- **AIM OF THE TASK**: Wherever the word "String" occurs in the lines below, copy the whole line.

★ ★ ★ ★ ★

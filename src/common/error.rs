#[derive(thiserror::Error, Debug, Clone, PartialEq, Eq)]
pub enum ConsensusError {
    #[error("Invalid input: {0}")]
    InvalidInput(String),
    #[error("Node {node} is not the primary for this view (primary is {primary})")]
    NotPrimary { node: String, primary: String },
    #[error("Only the next primary ({expected}) can initiate the view change, not {node}")]
    NotNextPrimary { node: String, expected: String },
    #[error("Item not found: {0}")]
    ItemNotFound(String),
    #[error("Invalid key material: {0}")]
    InvalidKey(String),
    #[error("Configuration error: {0}")]
    Config(String),
    #[error("Storage error: {0}")]
    Storage(String),
}

impl ConsensusError {
    pub fn unknown_node(node: &str) -> Self {
        ConsensusError::InvalidInput(format!("unknown node {node}"))
    }
}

★ ★ ★ ★ ★

- **WRITTEN SOLUTION**:
    InvalidInput(String),
    NotPrimary { node: String, primary: String },
    NotNextPrimary { node: String, expected: String },
    ItemNotFound(String),
    InvalidKey(String),
    Config(String),
    Storage(String),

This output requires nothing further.